KT: Can I can I stop you there? Other countries have had second and third waves, India hasn’t had a third wave. In other countries, the third was worse than the second. In America and in Britain, just to take those two examples, when the second wave hit them, the third wave hit. The age of population which wasn’t being vaccinated did not begin to put pressure on the government and say, “There’s a second wave, there’s a third, please jump the line and vaccinate us.” Mamata Banerjee did precisely that.
MM: Mamata Banerjee did what the Central government should have done on day one, which is plan on having a universal free vaccination for all Indians. Should have put in an order and planned on procuring a billion vaccines right in 2020. And as those came in, in phases… because no, hear me out…
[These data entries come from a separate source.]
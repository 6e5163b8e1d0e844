//! Witness-chain extraction and reference normalization
//!
//! `add` entries arrive in three forms: content-embedded payload refs,
//! full memory-stream URLs, and bare base64url tokens. All three
//! normalize to one canonical form (the payload-ref token whenever the
//! content is recoverable, the trimmed URL otherwise) so downstream
//! grouping and deduplication see one spelling per capsule.

use memstream_core::{encode_payload_ref, PayloadRef};
use memstream_pack::{decode_fragment_url, decode_path_token, extract_path_token};
use tracing::debug;

/// Maximum witness-chain entries kept from a URL (most recent win).
pub const MAX_CHAIN_DEPTH: usize = 64;

/// Normalize one ancestor reference to its canonical form.
///
/// Accepted forms, in probe order:
/// 1. content-embedded payload ref (`j:` token): kept as is;
/// 2. memory-stream URL: reduced to its root ref (a path-form URL is
///    reduced to the payload ref of its decoded post); an undecodable
///    URL is kept whole as a fallback reference;
/// 3. bare base64url token: prefixed into a payload ref.
///
/// Anything else is dropped.
pub fn normalize_ancestor_ref(raw: &str) -> Option<String> {
    let trimmed = raw.trim();
    if trimmed.is_empty() {
        return None;
    }

    if let Some(r) = PayloadRef::parse(trimmed) {
        return Some(r.into());
    }

    if trimmed.contains("://") {
        if let Some(parts) = decode_fragment_url(trimmed) {
            if let Some(r) = PayloadRef::parse(&parts.root) {
                return Some(r.into());
            }
            return Some(parts.root);
        }
        if let Some(token) = extract_path_token(trimmed) {
            if let Ok(post) = decode_path_token(token) {
                if let Ok(value) = serde_json::to_value(&post) {
                    return Some(encode_payload_ref(&value));
                }
            }
        }
        // A URL we cannot reduce still names the ancestor.
        return Some(trimmed.to_string());
    }

    if let Some(r) = PayloadRef::parse(&format!("j:{}", trimmed)) {
        return Some(r.into());
    }

    debug!(len = trimmed.len(), "dropped unrecognized ancestor ref");
    None
}

/// Extract the normalized witness chain from a URL, oldest to newest.
///
/// Reads repeated `add` entries from the fragment (preferred) or query,
/// percent-decoded, normalizes each accepted form, and truncates to
/// [`MAX_CHAIN_DEPTH`] keeping the most recent entries.
pub fn extract_add_chain(url: &str) -> Vec<String> {
    let mut chain: Vec<String> = decode_fragment_url(url)
        .map(|parts| parts.adds)
        .unwrap_or_default()
        .iter()
        .filter_map(|raw| normalize_ancestor_ref(raw))
        .collect();

    if chain.len() > MAX_CHAIN_DEPTH {
        let dropped = chain.len() - MAX_CHAIN_DEPTH;
        debug!(dropped, "truncated witness chain to max depth");
        chain.drain(..dropped);
    }
    chain
}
KT: But given that hadn’t been done, forcing him to bring in the 18-year-olds at the wrong time makes a bad problem worse.
MM: You’re trying to make me laugh. This is Prime Minister Modi who walked out on your own interview, nobody can force Modi to do anything. This is very conveniently played into him. This is very conveniently played into his story. The Central government’s failed spectacularly at every stage of the vaccination process, and it is now trying to deflect the blame on the state government.
KT: Let me put it like this, and I’m summing up. Chief ministers, prime amongst which was your chief minister Mamata Banerjee, made a political, and what I call, unrealistic demands. Mr Modi’s mistake was that instead of standing up for what he was doing, which was the right thing in the right way, he actually caved in, he made a mistake buckling under your pressure.
But I’m pointing out to you that to put that pressure when India was going through the worst imaginable surge – remember, we hit 414 cases a day – to put that political pressure raising unrealistic demands when we are going through the worst surge was a terrible mistake. You pushed the Prime Minister into making a mistake. It’s his mistake. I don’t deny it. He heard hugely, but you pushed him into it, and you shouldn’t have. At that point, you should have been supporting him, rather than pushing him into error.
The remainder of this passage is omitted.